======== Data provided
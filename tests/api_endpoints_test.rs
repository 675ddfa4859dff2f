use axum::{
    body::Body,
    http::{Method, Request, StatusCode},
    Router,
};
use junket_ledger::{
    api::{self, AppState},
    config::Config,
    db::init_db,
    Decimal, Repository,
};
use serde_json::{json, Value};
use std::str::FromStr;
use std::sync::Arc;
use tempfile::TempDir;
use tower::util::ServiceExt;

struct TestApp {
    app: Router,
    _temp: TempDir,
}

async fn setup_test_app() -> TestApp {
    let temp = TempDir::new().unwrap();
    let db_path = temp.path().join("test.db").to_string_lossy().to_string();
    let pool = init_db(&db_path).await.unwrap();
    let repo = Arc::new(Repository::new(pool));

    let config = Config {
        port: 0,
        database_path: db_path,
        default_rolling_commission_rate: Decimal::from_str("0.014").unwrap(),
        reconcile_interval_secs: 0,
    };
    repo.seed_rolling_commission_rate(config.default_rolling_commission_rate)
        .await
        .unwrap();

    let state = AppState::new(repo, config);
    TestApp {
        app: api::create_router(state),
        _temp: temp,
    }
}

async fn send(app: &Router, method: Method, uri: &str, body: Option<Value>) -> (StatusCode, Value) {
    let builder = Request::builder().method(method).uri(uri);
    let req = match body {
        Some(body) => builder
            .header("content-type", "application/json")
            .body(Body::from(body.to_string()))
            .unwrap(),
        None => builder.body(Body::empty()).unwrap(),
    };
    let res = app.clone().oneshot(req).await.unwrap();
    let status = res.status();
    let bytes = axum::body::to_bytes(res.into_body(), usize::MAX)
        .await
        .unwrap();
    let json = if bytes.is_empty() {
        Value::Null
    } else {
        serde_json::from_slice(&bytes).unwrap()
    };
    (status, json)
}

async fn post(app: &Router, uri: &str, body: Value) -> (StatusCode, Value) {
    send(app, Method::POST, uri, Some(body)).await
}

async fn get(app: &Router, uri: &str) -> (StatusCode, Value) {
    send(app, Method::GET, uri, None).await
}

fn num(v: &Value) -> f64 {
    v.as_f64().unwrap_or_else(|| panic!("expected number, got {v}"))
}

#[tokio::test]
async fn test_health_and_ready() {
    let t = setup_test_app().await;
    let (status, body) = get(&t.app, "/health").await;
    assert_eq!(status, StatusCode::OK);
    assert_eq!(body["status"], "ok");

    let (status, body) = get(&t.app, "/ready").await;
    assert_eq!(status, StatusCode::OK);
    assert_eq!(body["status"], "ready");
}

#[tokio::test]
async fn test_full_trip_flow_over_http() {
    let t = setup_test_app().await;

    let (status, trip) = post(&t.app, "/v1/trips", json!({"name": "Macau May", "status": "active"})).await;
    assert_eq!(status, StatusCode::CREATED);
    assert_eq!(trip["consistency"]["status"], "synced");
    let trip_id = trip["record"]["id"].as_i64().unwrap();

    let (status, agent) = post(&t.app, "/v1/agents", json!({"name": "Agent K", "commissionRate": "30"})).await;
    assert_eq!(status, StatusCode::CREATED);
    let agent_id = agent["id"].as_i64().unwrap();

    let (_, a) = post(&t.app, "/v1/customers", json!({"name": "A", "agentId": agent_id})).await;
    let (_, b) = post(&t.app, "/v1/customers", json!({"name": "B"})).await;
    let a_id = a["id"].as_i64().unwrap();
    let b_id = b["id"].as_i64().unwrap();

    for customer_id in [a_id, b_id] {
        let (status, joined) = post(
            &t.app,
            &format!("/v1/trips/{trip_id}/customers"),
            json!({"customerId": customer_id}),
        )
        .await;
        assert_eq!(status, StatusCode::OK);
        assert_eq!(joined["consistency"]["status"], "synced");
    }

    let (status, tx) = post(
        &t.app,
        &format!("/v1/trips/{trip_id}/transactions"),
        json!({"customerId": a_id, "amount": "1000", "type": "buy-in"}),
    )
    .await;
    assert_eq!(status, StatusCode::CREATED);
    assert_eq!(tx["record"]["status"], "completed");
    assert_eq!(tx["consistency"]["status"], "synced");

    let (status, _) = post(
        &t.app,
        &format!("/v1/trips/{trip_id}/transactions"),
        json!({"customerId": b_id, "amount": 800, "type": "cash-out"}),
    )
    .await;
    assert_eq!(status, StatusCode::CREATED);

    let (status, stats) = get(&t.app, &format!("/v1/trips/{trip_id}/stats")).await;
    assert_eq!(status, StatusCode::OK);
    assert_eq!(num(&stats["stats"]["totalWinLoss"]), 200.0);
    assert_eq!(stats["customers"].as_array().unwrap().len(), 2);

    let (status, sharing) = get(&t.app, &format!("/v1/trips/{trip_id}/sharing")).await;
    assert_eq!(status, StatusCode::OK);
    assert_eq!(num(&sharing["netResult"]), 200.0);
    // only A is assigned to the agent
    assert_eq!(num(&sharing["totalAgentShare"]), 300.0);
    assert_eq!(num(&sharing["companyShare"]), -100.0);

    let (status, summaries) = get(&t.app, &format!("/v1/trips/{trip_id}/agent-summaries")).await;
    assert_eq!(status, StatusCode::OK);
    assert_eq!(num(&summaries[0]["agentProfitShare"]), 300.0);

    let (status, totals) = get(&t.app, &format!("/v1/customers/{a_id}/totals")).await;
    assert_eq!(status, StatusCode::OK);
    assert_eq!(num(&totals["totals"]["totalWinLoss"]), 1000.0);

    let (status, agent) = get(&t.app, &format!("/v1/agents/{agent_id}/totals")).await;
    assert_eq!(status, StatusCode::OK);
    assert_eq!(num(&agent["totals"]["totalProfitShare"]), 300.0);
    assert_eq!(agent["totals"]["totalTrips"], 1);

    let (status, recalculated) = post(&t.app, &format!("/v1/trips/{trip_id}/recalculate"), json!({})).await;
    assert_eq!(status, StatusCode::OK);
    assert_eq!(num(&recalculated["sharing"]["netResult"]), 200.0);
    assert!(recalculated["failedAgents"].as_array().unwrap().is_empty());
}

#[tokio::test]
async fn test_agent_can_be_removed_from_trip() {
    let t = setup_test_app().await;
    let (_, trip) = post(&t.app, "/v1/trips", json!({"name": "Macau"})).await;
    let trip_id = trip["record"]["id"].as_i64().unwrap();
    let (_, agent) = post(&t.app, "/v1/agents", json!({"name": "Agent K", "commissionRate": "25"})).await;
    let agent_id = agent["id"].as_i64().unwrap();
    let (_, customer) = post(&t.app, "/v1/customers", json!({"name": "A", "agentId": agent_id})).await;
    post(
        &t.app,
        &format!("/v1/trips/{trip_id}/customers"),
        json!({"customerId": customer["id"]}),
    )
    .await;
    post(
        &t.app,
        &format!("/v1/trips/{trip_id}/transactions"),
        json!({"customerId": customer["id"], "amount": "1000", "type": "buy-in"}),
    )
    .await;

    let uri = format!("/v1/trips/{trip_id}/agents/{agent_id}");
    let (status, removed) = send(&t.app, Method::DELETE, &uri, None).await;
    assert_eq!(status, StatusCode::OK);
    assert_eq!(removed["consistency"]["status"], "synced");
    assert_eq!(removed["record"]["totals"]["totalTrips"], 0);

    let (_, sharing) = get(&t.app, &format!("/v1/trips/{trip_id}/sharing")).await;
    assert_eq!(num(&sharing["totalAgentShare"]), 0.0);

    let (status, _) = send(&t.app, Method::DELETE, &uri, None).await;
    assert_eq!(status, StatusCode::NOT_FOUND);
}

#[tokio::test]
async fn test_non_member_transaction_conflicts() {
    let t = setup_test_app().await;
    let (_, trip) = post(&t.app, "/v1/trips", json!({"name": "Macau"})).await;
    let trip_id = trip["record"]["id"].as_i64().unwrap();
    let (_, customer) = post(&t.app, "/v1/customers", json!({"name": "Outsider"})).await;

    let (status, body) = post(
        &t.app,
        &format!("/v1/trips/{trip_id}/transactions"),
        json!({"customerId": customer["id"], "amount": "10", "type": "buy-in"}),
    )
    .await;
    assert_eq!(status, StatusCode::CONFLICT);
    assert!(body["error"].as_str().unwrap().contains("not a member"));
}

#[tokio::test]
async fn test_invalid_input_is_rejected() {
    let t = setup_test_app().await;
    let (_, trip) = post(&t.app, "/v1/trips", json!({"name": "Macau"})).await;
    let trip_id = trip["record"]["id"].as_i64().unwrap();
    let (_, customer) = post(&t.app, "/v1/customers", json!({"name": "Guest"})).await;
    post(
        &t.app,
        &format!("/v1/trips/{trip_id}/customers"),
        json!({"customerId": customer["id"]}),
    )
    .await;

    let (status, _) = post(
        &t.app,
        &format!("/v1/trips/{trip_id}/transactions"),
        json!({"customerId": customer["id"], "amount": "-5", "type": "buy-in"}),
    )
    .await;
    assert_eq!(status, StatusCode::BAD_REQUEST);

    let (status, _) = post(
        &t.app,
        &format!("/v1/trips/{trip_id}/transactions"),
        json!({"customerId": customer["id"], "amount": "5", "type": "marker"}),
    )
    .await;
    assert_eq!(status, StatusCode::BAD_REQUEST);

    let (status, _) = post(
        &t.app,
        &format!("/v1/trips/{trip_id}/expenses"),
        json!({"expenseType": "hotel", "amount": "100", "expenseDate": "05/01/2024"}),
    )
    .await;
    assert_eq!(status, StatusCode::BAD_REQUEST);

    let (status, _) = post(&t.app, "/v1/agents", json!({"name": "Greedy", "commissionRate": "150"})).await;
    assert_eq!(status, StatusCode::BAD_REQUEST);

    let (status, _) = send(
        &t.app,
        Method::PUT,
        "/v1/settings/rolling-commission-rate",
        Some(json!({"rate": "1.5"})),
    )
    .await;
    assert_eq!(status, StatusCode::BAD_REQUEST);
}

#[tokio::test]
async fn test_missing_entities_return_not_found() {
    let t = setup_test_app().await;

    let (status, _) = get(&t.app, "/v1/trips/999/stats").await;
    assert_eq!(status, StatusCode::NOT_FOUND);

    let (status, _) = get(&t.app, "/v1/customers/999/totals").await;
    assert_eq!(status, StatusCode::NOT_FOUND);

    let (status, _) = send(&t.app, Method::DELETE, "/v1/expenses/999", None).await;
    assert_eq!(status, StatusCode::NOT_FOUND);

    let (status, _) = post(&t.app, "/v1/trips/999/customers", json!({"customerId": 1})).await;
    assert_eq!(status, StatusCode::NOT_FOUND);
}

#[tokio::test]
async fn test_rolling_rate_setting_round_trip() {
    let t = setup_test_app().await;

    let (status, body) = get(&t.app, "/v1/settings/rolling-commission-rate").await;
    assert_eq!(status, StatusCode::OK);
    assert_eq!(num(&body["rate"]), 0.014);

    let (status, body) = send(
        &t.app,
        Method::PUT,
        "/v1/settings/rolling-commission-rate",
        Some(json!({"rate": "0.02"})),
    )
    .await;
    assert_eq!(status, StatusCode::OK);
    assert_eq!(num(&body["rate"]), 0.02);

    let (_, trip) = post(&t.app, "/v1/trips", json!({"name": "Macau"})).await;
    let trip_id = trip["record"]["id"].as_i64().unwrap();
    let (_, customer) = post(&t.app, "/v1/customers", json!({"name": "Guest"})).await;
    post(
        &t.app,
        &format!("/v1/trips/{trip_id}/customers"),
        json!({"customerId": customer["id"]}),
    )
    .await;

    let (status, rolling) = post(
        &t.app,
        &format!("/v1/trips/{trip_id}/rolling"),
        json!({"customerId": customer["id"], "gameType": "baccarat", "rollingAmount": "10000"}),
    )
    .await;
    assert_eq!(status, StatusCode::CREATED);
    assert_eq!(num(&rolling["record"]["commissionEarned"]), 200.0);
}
================
■ Work instructions ■
For each line in the data above that contains the string "customerId", extract the line.

■ Answer box ■
            json!({"customerId": customer_id}),
        json!({"customerId": a_id, "amount": "1000", "type": "buy-in"}),
        json!({"customerId": b_id, "amount": 800, "type": "cash-out"}),
        json!({"customerId": customer["id"]}),
        json!({"customerId": customer["id"], "amount": "1000", "type": "buy-in"}),
        json!({"customerId": customer["id"], "amount": "10", "type": "buy-in"}),
        json!({"customerId": customer["id"]}),
        json!({"customerId": customer["id"], "amount": "-5", "type": "buy-in"}),
        json!({"customerId": customer["id"], "amount": "5", "type": "marker"}),
    let (status, _) = post(&t.app, "/v1/trips/999/customers", json!({"customerId": 1})).await;
        json!({"customerId": customer["id"]}),
        json!({"customerId": customer["id"], "gameType": "baccarat", "rollingAmount": "10000"}),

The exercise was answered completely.